La Palabra de Dios nos invita hoy a reflexionar sobre uno de los pilares más profundos y necesarios de la vida cristiana: la fe.

La encíclica Lumen Fidei (“La luz de la fe”), escrita “a cuatro manos” por los Papas Benedicto XVI y Francisco, nos recuerda que “la fe nos abre el camino y acompaña nuestros pasos a lo largo de la historia” (n. 4). En ella se subraya la urgencia de redescubrir la luminosidad propia de la fe, porque “cuando su llama se apaga, todas las otras luces acaban languideciendo”.

Esta luz no proviene de nosotros mismos, sino de Dios mismo, que se nos revela en el amor. Como afirma la encíclica: “La fe nace del encuentro con el Dios vivo, que nos llama y nos revela su amor” (n. 4).

La fe que hace posible lo imposible

En el Evangelio según San Lucas, los discípulos piden a Jesús: “Auméntanos la fe”. Ellos comprendían que sin fe era imposible vivir plenamente el perdón, la caridad y las exigencias del Evangelio.

Jesús responde con una imagen poderosa: “Si tuvieran fe como un grano de mostaza, dirían a este árbol: arráncate de raíz y plántate en el mar, y los obedecería”.

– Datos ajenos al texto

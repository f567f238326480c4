//! # Session Store
//!
//! The shared source of truth for a running session: a flat hierarchy of
//! JSON values keyed by path strings (`session/current/scene`, ...). Every
//! change is pushed to all live subscribers of that path.
//!
//! Three pieces:
//!
//! - [`SessionStore`]: the in-memory store itself, hosted by the relay
//!   process.
//! - [`relay`]: an axum WebSocket server exposing the store to remote
//!   clients.
//! - [`remote::RemoteStore`]: the client side, implementing the same
//!   [`Store`] trait over the relay protocol.
//!
//! ## Semantics
//!
//! - `merge` folds top-level fields into the existing object at a path;
//!   `set` replaces the value wholesale.
//! - A write whose resulting value is identical to the current one is
//!   coalesced: subscribers are *not* notified. Writers that need every
//!   write to be observable include a monotonically increasing field
//!   (see the music `timestamp` in [`crate::session`]).
//! - Independent paths deliver independently; nothing may assume ordering
//!   *across* paths.
//! - Every local view is a disposable cache. Last write wins; there is no
//!   conflict resolution, no retry, no write-back merge.

pub mod protocol;
pub mod relay;
pub mod remote;

use async_trait::async_trait;
use parking_lot::RwLock;
use serde_json::{Map, Value};
use std::collections::HashMap;
use tokio::sync::watch;

use crate::error::StoreError;

/// A live subscription to one store path.
///
/// Dropping the subscription cancels delivery. The handle always exposes
/// the most recent snapshot; intermediate values a slow consumer missed are
/// skipped, never queued.
pub struct Subscription {
    rx: watch::Receiver<Option<Value>>,
}

impl Subscription {
    pub(crate) fn new(rx: watch::Receiver<Option<Value>>) -> Self {
        Self { rx }
    }

    /// The latest snapshot for the path (`None` if never written).
    pub fn current(&self) -> Option<Value> {
        self.rx.borrow().clone()
    }

    /// Waits for the next change. Fails with
    /// [`StoreError::Disconnected`] once the store side is gone.
    pub async fn changed(&mut self) -> Result<(), StoreError> {
        self.rx
            .changed()
            .await
            .map_err(|_| StoreError::Disconnected)
    }
}

/// The store operations shared by the in-process [`SessionStore`] and the
/// relay-backed [`remote::RemoteStore`].
#[async_trait]
pub trait Store: Send + Sync {
    /// Reads the current value at `path`.
    async fn get(&self, path: &str) -> Result<Option<Value>, StoreError>;

    /// Replaces the value at `path`.
    async fn set(&self, path: &str, value: Value) -> Result<(), StoreError>;

    /// Merges top-level `fields` into the object at `path`, creating it if
    /// absent. A non-object current value is replaced by the fields.
    async fn merge(&self, path: &str, fields: Map<String, Value>) -> Result<(), StoreError>;

    /// Opens a live subscription to `path`.
    async fn subscribe(&self, path: &str) -> Result<Subscription, StoreError>;

    /// Connection status signal: `true` while the store is reachable. The
    /// in-memory store is always connected; the remote client flips this
    /// to `false` when its socket drops.
    fn connected(&self) -> watch::Receiver<bool>;
}

/// In-memory path-keyed store. One `watch` channel per path carries the
/// current value to subscribers; identical writes are coalesced.
pub struct SessionStore {
    topics: RwLock<HashMap<String, watch::Sender<Option<Value>>>>,
    connected_tx: watch::Sender<bool>,
}

impl SessionStore {
    pub fn new() -> Self {
        let (connected_tx, _) = watch::channel(true);
        Self {
            topics: RwLock::new(HashMap::new()),
            connected_tx,
        }
    }

    /// Applies `write` to the current value at `path` and notifies
    /// subscribers unless the result is identical. The whole step runs
    /// under the topic-map lock, so concurrent merges cannot lose fields.
    fn publish<F>(&self, path: &str, write: F) -> Result<(), StoreError>
    where
        F: FnOnce(&Option<Value>) -> Value,
    {
        if path.is_empty() {
            return Err(StoreError::Rejected("empty path".into()));
        }
        let mut topics = self.topics.write();
        let tx = topics
            .entry(path.to_string())
            .or_insert_with(|| watch::channel(None).0);
        let next = write(&tx.borrow());
        tx.send_if_modified(|current| {
            if current.as_ref() == Some(&next) {
                false
            } else {
                *current = Some(next);
                true
            }
        });
        Ok(())
    }
}

impl Default for SessionStore {
    fn default() -> Self {
        Self::new()
    }
}

#[async_trait]
impl Store for SessionStore {
    async fn get(&self, path: &str) -> Result<Option<Value>, StoreError> {
        let topics = self.topics.read();
        Ok(topics.get(path).and_then(|tx| tx.borrow().clone()))
    }

    async fn set(&self, path: &str, value: Value) -> Result<(), StoreError> {
        self.publish(path, move |_| value)
    }

    async fn merge(&self, path: &str, fields: Map<String, Value>) -> Result<(), StoreError> {
        self.publish(path, move |current| {
            let mut object = match current {
                Some(Value::Object(existing)) => existing.clone(),
                _ => Map::new(),
            };
            for (key, value) in fields {
                object.insert(key, value);
            }
            Value::Object(object)
        })
    }

    async fn subscribe(&self, path: &str) -> Result<Subscription, StoreError> {
        if path.is_empty() {
            return Err(StoreError::Rejected("empty path".into()));
        }
        let mut topics = self.topics.write();
        let tx = topics
            .entry(path.to_string())
            .or_insert_with(|| watch::channel(None).0);
        Ok(Subscription::new(tx.subscribe()))
    }

    fn connected(&self) -> watch::Receiver<bool> {
        self.connected_tx.subscribe()
    }
}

Esta metáfora expresa que la fe, aunque parezca pequeña, tiene una fuerza capaz de transformar lo imposible en realidad.

La fe no es solo creer en Dios, sino confiar radicalmente en Él, incluso cuando las circunstancias humanas parecen desfavorables. Por eso, en muchos milagros, Jesús no atribuye la curación a su poder, sino a la fe de quien lo busca: “Tu fe te ha salvado”.

El ejemplo de Habacuc: perseverar en medio de la oscuridad

El profeta Habacuc, frente a la violencia y la injusticia de su tiempo, clama a Dios: “¿Hasta cuándo, Señor, pediré auxilio sin que me escuches?”.

Dios le responde con una promesa: “El justo vivirá por su fe” (Hab 2,4).

El Señor le pide esperar con confianza, porque su palabra se cumplirá en su tiempo. Esta enseñanza atraviesa los siglos y llega hasta nosotros: la fe es el ancla que sostiene el corazón cuando todo parece derrumbarse.

La fe como don y compromiso

La fe no es mérito humano, sino don gratuito de Dios. Sin embargo, también implica un compromiso: cultivarla, vivirla y compartirla.

Jesús pide a sus discípulos crecer en la fe; San Pablo exhorta a Timoteo a conservar la “sólida doctrina” y a no avergonzarse del Evangelio. Todos ellos entendieron que la fe no es solo creer, sino testimoniar.

Como enseña Lumen Fidei, “la fe ilumina toda la existencia humana con una luz que viene de lo alto”. Esa luz orienta nuestras decisiones, da sentido a nuestro sufrimiento y nos impulsa a amar con esperanza.

La fe, motor de una vida transformada

Sin fe, dice el texto, corremos el riesgo de convertir nuestra relación con Dios en una negociación o en un intercambio de favores.

Pero quien vive la fe verdadera reconoce que somos siervos humildes, llamados a servir con amor, no a exigir recompensas.

Alimentados con la Palabra y la Eucaristía, nuestra fe se fortalece. Solo con ella podremos perdonar, perseverar y anunciar el Evangelio en medio de un mundo que, con frecuencia, elige la oscuridad antes que la luz.

Fe, esperanza y caridad: el corazón del cristianismo

La fe no camina sola. Está siempre unida a la esperanza y a la caridad, las tres virtudes teologales que sostienen la vida cristiana.

Como enseña Lumen Fidei: “En unidad con la fe y la caridad, la esperanza nos proyecta hacia un futuro cierto… que da fuerza para vivir cada día” (n. 57).

Por eso, creer es iluminar, esperar es avanzar y amar es vivir en plenitud.

Solo una fe viva y luminosa puede devolver al mundo el sentido y la paz que tanto necesita.